Host applications need a way to actually find the entry point function or functions to a plug-in. This is done by defining a standard name for entry point functions, and looking up a function pointer for the function with the appropriate signature at runtime. You can use the Core Foundation CFBundle opaque type to translate between function names and function pointers.
For information about using CFBundle to load plug-ins and look up functions, see the Core Foundation Programming Topic Bundle Programming Guide.
Core Foundation CFPlugIn
If you are a Carbon host application developer, you should consider using the Core Foundation CFPlugIn opaque type for all but the simplest plug-in situations. CFPlugIn frees you from having to design, implement, and test a new plug-in model yourself, because CFPlugIn handles all the basic plug-in functionality for you.
Core Foundation’s CFPlugIn is compatible with the basics of Microsoft’s Component Object Model (COM) architecture. In this model, the host application defines one or more types that each consists of one or more interfaces. A plug-in implements all of the functions in all of the interfaces for each type the plug-in supports, as well as a “factory function” for generating instances of the type.
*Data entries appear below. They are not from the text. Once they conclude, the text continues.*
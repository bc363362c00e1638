//! Prompt templates for the advisor flows

use super::requests::{ExplainRequest, PlanRequest, ProductRequest};
use crate::format::{format_currency, CURRENCY_MARKER};

/// Name the assistant introduces itself with
pub const ASSISTANT_NAME: &str = "DhanMitra";

/// Reference product shown to the model when recommending
#[derive(Debug, Clone, Copy)]
pub struct CatalogueEntry {
    pub name: &'static str,
    pub summary: &'static str,
    pub risk: &'static str,
    pub pros: &'static str,
    pub cons: &'static str,
}

/// Common Indian investment products the finder recommends from
pub const PRODUCT_CATALOGUE: &[CatalogueEntry] = &[
    CatalogueEntry {
        name: "Public Provident Fund (PPF)",
        summary: "Government-backed long-term savings and tax-saving scheme.",
        risk: "Low",
        pros: "EEE tax treatment, guaranteed returns, sovereign guarantee.",
        cons: "15-year lock-in, lower returns than equity, limited early liquidity.",
    },
    CatalogueEntry {
        name: "National Pension System (NPS)",
        summary: "Market-linked, government-sponsored retirement scheme.",
        risk: "Moderate to High",
        pros: "Section 80CCD tax benefits, flexible asset mix, low cost.",
        cons: "Withdrawal restrictions, mandatory annuity at maturity.",
    },
    CatalogueEntry {
        name: "Systematic Investment Plan (SIP) into Equity Mutual Funds",
        summary: "Regular investment into a professionally managed stock portfolio.",
        risk: "High",
        pros: "Diversification, rupee cost averaging, long-term growth potential.",
        cons: "Market risk, no guaranteed returns, expense ratios.",
    },
    CatalogueEntry {
        name: "Equity Linked Savings Scheme (ELSS)",
        summary: "Equity mutual fund eligible for Section 80C deductions.",
        risk: "High",
        pros: "Tax saving, growth potential, shortest 80C lock-in (3 years).",
        cons: "Market risk, no guaranteed returns.",
    },
    CatalogueEntry {
        name: "Fixed Deposits (FDs)",
        summary: "Bank deposit paying a fixed rate for a chosen tenure.",
        risk: "Low",
        pros: "Guaranteed returns, capital protection, simple.",
        cons: "Lower post-tax returns, inflation risk.",
    },
    CatalogueEntry {
        name: "Debt Mutual Funds",
        summary: "Funds holding government bonds, corporate bonds and money market paper.",
        risk: "Low to Medium",
        pros: "More liquid than FDs, diversified, professionally managed.",
        cons: "Interest rate risk, credit risk, no guaranteed returns.",
    },
    CatalogueEntry {
        name: "Sovereign Gold Bonds (SGBs)",
        summary: "RBI-issued securities denominated in grams of gold.",
        risk: "Moderate",
        pros: "Tracks gold price, extra interest, no storage or purity worries.",
        cons: "Gold price risk, 8-year tenure with exit after year 5.",
    },
];

fn persona() -> String {
    format!(
        "You are {}, a friendly, patient and non-judgmental financial assistant for the Indian market.",
        ASSISTANT_NAME
    )
}

fn currency_rule() -> String {
    format!(
        "Whenever you mention money, always write amounts with the \"{marker}\" marker (e.g. \"{marker} 50,000\"), never \"₹\" or \"INR\".",
        marker = CURRENCY_MARKER
    )
}

pub fn plan_prompt(request: &PlanRequest) -> String {
    format!(
        "{persona}\n\
         Help people with low to moderate financial literacy make informed decisions. Avoid jargon and favour culturally relevant Indian options.\n\
         \n\
         User profile:\n\
         Age: {age} years\n\
         Annual income: {income}\n\
         Risk tolerance: {risk}\n\
         Financial goals: {goals}\n\
         \n\
         Reply with JSON only, using the keys planSummary (friendly overview), riskProfile (assessed profile), \
         recommendedProducts (3-5 items, each with name, description, allocationPercentage 0-100 summing to 100, \
         pros, cons, riskLevel one of Low/Medium/High/Very High), nextSteps (actionable list) and disclaimer \
         (investments are subject to market risks; consult a financial advisor).\n\
         {currency}",
        persona = persona(),
        age = request.age,
        income = format_currency(request.annual_income),
        risk = request.risk_tolerance,
        goals = request.financial_goals,
        currency = currency_rule(),
    )
}

fn catalogue_lines() -> String {
    PRODUCT_CATALOGUE
        .iter()
        .enumerate()
        .map(|(n, entry)| {
            format!(
                "{}. {}: {} Risk: {}. Pros: {} Cons: {}\n",
                n + 1,
                entry.name,
                entry.summary,
                entry.risk,
                entry.pros,
                entry.cons
            )
        })
        .collect()
}

pub fn product_prompt(request: &ProductRequest) -> String {
    format!(
        "{persona}\n\
         Recommend suitable products for the user below. Favour long-term, consistent investing over speculation.\n\
         \n\
         Reference products:\n\
         {catalogue}\
         \n\
         User profile:\n\
         Age: {age} years\n\
         Monthly income: {income}\n\
         Risk tolerance: {risk}\n\
         Financial goals: {goals}\n\
         Time horizon: {horizon}\n\
         Existing investments: {existing}\n\
         \n\
         Recommend 2-4 products. Reply with JSON only: {{\"recommendations\": [{{name, description, pros, cons, \
         riskLevel (Low/Medium/High/Very High), suitabilityReason}}], \"disclaimer\": string}}.\n\
         {currency}",
        persona = persona(),
        catalogue = catalogue_lines(),
        age = request.age,
        income = format_currency(request.monthly_income),
        risk = request.risk_tolerance,
        goals = request.financial_goals,
        horizon = request.time_horizon,
        existing = request.existing_investments.as_deref().unwrap_or("None"),
        currency = currency_rule(),
    )
}

pub fn explain_prompt(request: &ExplainRequest) -> String {
    format!(
        "{persona}\n\
         Explain financial concepts, products and tax-saving options clearly and without jargon, like a financially savvy elder sibling. \
         Use culturally relevant examples such as gold or LIC policies where they help.\n\
         If the question is vague, add 1-3 follow-up questions about the user's goals.\n\
         Respond in {language}.\n\
         \n\
         User's question: \"{question}\"\n\
         \n\
         Reply with JSON only, using the keys explanation, followUpQuestions (optional list) and language.",
        persona = persona(),
        language = request.language(),
        question = request.question.trim(),
    )
}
CFPlugIn has an advantage over Cocoa of using Universally Unique Identifiers (UUIDs) to uniquely identify types, interfaces, and factories, which eliminates name and version conflicts.
Extensibility of any sort is cause for concern when it comes to security. Because plug-ins run their own code in your host application’s address space, there are essentially no theoretical limits on what they do with your application’s address space.
There are, however, a few things you can do to prevent accidental misuse or abuse of your plug-in architecture:
Warn your users about installing plug-ins from third parties and the side effects they may cause. What software is installed is really up to them, so be sure they know the implications.
Limit direct access by plug-ins to your application code and data. Do not provide the plug-in with pointers to your application controller objects, application data, or other information that could be accidentally misused or intentionally abused.
Because there is no easy way to tell well-written, well-intentioned code from badly written or ill-intentioned code, you cannot do much more than warn your users and not directly give out to plug-ins sensitive application data. By implementing a plug-in architecture, you are paving the way to have your application behave in ways you did not expect, both positive and negative.